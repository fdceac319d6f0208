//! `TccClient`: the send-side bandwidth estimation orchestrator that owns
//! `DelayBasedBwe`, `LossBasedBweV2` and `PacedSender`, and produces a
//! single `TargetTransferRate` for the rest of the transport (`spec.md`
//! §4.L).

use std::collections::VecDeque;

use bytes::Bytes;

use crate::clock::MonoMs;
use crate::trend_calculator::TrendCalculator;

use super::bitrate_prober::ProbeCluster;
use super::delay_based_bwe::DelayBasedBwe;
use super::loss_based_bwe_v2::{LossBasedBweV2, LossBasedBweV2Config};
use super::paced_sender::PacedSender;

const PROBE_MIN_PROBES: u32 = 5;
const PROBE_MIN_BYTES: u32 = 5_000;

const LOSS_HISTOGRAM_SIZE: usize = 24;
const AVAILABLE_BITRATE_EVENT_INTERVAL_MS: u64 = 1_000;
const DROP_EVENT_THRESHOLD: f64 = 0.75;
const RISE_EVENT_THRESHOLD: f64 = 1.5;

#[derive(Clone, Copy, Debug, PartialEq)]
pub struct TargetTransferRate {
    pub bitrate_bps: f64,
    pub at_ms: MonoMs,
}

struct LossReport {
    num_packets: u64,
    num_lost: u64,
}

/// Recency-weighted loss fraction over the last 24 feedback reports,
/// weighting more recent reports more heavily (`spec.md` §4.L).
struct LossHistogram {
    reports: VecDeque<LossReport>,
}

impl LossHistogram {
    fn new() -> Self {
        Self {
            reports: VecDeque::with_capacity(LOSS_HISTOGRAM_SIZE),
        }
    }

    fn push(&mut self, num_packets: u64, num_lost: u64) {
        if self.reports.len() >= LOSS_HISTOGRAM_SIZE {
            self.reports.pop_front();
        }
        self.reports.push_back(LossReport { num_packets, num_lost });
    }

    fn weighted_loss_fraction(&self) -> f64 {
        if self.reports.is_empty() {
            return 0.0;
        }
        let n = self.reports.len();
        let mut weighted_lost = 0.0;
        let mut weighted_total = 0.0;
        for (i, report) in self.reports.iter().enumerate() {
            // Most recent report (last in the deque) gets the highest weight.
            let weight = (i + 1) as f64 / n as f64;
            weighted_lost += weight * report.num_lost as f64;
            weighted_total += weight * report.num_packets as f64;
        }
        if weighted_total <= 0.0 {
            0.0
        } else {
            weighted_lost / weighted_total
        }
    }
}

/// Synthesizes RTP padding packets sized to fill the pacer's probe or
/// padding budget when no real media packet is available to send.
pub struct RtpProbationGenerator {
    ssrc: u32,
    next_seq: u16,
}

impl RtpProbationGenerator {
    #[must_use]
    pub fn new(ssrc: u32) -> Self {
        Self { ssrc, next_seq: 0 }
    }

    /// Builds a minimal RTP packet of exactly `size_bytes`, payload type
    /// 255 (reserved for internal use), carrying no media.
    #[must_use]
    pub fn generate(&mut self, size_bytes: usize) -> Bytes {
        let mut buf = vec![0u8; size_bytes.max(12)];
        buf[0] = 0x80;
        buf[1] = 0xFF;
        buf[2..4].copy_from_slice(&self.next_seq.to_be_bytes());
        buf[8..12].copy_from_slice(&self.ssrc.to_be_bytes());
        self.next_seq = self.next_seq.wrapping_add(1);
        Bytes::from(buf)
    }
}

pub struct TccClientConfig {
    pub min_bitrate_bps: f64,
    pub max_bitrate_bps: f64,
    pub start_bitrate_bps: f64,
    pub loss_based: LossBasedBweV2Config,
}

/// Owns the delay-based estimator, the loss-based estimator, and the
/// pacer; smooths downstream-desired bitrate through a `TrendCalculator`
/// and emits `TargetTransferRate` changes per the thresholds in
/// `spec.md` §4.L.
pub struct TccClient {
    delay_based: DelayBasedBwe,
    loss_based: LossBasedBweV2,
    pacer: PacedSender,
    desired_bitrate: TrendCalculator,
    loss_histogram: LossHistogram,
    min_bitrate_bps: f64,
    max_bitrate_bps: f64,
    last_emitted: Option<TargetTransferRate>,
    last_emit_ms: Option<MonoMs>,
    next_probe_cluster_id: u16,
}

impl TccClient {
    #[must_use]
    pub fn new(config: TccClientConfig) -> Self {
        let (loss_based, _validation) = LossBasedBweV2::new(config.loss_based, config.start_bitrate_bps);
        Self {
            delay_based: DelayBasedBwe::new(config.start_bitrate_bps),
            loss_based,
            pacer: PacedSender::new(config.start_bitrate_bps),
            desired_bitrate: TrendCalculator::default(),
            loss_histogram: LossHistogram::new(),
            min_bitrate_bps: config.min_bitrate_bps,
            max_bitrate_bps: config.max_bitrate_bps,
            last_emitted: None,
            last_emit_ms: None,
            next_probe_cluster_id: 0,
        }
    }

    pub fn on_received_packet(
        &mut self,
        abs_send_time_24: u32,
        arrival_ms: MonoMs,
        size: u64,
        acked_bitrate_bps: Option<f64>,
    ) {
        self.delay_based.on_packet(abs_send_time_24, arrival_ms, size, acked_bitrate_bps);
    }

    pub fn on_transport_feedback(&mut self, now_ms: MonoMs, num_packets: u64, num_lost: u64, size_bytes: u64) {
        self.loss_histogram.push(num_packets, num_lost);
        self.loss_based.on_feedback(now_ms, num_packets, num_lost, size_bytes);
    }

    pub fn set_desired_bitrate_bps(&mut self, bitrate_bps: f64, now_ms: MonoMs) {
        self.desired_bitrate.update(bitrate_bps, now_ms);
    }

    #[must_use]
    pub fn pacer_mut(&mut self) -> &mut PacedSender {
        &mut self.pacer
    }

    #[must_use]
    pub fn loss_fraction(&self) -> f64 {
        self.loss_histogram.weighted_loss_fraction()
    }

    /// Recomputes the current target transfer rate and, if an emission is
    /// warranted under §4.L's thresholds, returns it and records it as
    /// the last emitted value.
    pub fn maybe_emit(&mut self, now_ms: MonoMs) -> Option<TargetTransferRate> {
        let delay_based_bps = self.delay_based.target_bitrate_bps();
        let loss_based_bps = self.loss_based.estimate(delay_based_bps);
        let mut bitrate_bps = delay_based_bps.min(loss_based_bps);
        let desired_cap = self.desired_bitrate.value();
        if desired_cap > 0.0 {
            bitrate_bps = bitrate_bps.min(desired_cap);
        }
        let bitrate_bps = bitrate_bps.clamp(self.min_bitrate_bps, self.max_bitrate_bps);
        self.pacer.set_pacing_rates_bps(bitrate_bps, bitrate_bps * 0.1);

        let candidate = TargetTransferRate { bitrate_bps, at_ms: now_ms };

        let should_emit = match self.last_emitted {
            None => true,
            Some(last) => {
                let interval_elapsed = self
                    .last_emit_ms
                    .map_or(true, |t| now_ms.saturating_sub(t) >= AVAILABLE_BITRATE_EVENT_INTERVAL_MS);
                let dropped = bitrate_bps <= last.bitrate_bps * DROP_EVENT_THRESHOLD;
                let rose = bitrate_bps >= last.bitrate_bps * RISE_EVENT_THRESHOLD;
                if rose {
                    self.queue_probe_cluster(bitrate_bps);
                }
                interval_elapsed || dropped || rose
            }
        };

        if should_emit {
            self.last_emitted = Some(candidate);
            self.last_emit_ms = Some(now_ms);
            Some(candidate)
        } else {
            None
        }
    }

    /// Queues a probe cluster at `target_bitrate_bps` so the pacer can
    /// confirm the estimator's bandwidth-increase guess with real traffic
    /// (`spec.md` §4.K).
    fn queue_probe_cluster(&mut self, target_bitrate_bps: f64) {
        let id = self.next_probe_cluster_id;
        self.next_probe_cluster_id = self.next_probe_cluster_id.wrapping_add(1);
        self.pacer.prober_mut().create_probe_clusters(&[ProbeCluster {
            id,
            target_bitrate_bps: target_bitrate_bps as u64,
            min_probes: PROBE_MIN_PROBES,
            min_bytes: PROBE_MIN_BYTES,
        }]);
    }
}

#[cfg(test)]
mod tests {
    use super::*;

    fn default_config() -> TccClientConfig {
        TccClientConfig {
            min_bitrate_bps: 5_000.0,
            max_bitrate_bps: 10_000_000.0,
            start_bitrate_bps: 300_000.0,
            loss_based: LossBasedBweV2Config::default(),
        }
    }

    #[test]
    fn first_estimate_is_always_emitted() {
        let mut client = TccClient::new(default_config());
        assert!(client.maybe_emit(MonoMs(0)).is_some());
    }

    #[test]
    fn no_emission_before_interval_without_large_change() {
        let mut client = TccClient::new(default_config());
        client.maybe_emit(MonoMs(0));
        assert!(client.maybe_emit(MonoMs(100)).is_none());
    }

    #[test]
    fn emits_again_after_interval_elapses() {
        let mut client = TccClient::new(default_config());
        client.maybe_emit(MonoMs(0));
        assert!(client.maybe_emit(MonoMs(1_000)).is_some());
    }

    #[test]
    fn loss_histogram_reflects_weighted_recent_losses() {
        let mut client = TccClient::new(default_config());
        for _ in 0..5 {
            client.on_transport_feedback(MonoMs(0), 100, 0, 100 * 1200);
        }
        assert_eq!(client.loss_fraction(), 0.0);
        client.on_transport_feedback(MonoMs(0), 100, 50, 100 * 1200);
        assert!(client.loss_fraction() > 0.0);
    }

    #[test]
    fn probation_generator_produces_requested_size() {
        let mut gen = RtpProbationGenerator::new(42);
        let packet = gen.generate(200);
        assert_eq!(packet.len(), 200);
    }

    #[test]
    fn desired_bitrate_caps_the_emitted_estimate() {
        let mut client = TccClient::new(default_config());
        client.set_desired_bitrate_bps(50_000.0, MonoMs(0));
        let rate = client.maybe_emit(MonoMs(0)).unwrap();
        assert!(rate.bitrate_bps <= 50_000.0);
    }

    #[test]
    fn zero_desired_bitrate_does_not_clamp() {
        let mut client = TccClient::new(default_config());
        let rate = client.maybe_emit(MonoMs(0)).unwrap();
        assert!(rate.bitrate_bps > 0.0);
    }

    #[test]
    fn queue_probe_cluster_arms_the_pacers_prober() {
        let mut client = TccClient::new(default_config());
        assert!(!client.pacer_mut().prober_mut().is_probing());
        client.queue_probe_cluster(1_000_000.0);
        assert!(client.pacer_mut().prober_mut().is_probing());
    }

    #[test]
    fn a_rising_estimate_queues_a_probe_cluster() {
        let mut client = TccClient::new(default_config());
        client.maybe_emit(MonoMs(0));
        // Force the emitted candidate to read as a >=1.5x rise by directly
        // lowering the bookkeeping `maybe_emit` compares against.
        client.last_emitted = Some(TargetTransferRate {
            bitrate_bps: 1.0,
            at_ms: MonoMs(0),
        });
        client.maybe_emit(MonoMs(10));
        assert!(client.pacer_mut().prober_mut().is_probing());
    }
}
**********
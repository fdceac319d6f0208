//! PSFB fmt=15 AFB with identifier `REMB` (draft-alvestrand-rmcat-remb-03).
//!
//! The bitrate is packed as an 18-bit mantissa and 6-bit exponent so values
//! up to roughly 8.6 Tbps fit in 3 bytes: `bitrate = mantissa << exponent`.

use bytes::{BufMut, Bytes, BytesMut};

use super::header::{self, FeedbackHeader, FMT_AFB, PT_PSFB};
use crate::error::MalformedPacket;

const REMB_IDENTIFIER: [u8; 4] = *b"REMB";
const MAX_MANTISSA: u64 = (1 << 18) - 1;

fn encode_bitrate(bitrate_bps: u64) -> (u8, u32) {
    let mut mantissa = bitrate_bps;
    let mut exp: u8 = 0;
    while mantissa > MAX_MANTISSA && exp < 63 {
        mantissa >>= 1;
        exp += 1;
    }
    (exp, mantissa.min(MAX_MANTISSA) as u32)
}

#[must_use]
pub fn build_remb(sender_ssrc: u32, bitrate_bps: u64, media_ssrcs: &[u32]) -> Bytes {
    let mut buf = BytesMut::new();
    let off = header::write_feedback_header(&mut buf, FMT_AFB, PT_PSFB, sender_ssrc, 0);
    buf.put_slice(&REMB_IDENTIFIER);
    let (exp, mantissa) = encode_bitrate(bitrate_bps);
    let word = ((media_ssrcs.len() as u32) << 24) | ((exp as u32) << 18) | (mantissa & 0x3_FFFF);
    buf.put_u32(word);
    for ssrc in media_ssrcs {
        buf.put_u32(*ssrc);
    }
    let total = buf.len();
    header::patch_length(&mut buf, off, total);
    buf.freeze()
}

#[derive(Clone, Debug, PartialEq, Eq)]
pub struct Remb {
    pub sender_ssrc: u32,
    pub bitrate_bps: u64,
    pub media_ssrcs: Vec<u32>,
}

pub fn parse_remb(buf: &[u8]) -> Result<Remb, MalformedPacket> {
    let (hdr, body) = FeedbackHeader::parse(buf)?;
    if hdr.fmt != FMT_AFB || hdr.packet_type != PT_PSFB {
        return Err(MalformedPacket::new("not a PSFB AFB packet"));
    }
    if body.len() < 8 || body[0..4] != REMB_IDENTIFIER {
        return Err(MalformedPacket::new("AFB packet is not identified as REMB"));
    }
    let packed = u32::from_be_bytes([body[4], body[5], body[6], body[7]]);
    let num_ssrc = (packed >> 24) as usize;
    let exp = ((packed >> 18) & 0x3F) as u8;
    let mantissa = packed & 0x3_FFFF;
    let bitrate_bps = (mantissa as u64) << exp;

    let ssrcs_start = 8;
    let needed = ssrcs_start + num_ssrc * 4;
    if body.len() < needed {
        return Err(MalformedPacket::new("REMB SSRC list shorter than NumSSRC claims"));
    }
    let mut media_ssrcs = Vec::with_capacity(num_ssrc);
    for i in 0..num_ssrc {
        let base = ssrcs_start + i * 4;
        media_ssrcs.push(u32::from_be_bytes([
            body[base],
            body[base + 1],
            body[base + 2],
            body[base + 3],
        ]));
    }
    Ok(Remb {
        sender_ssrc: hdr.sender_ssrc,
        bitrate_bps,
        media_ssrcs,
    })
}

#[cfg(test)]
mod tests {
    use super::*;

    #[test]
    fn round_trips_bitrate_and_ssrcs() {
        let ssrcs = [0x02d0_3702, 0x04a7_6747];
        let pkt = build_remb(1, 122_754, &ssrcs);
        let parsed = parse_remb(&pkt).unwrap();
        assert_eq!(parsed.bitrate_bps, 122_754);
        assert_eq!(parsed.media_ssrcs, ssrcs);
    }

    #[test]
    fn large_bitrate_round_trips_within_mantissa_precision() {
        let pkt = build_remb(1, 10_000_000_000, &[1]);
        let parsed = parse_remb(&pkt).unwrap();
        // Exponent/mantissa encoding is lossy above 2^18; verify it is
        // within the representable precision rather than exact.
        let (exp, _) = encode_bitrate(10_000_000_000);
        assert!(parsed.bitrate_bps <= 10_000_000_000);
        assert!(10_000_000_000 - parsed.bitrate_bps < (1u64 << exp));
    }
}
**********
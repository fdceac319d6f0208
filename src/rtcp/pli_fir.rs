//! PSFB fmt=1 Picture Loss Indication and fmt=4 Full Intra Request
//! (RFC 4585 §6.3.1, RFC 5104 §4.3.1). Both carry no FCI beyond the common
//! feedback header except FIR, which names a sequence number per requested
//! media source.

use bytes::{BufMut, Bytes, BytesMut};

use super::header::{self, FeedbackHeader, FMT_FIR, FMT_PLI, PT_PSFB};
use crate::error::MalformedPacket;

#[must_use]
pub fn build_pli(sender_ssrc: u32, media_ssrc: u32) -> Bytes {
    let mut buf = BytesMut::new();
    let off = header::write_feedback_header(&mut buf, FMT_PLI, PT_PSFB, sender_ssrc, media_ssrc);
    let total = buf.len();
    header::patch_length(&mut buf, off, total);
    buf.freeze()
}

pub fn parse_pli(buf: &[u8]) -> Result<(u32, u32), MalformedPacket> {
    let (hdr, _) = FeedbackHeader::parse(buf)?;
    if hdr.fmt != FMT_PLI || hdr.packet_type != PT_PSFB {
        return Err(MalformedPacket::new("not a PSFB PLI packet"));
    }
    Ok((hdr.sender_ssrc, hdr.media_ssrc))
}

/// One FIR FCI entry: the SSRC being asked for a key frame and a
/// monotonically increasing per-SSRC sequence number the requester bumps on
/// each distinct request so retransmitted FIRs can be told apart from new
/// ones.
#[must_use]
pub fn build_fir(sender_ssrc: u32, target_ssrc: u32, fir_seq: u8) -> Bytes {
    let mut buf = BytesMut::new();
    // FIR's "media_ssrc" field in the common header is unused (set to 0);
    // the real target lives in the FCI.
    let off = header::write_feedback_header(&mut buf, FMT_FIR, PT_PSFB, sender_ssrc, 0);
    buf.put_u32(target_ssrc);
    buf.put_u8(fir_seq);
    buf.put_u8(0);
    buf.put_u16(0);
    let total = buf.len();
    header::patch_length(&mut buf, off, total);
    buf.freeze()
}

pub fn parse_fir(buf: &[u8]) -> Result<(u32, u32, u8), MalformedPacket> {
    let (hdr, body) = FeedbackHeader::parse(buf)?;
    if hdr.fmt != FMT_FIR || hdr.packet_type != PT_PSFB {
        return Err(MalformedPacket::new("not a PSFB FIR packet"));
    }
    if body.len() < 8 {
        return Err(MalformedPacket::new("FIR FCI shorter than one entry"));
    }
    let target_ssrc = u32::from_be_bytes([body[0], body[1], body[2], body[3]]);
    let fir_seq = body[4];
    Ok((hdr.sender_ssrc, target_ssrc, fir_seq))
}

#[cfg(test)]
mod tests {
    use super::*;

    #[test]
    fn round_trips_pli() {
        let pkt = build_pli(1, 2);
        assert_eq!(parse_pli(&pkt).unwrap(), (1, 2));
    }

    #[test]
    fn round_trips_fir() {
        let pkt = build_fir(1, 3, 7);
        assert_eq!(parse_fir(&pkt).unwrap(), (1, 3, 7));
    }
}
**********
• THE PROBLEM:
Search the data for the string "TrendCalculator" and copy out every line where it is found.

• EXERCISE OUTPUT:
use crate::trend_calculator::TrendCalculator;
/// pacer; smooths downstream-desired bitrate through a `TrendCalculator`
    desired_bitrate: TrendCalculator,
            desired_bitrate: TrendCalculator::default(),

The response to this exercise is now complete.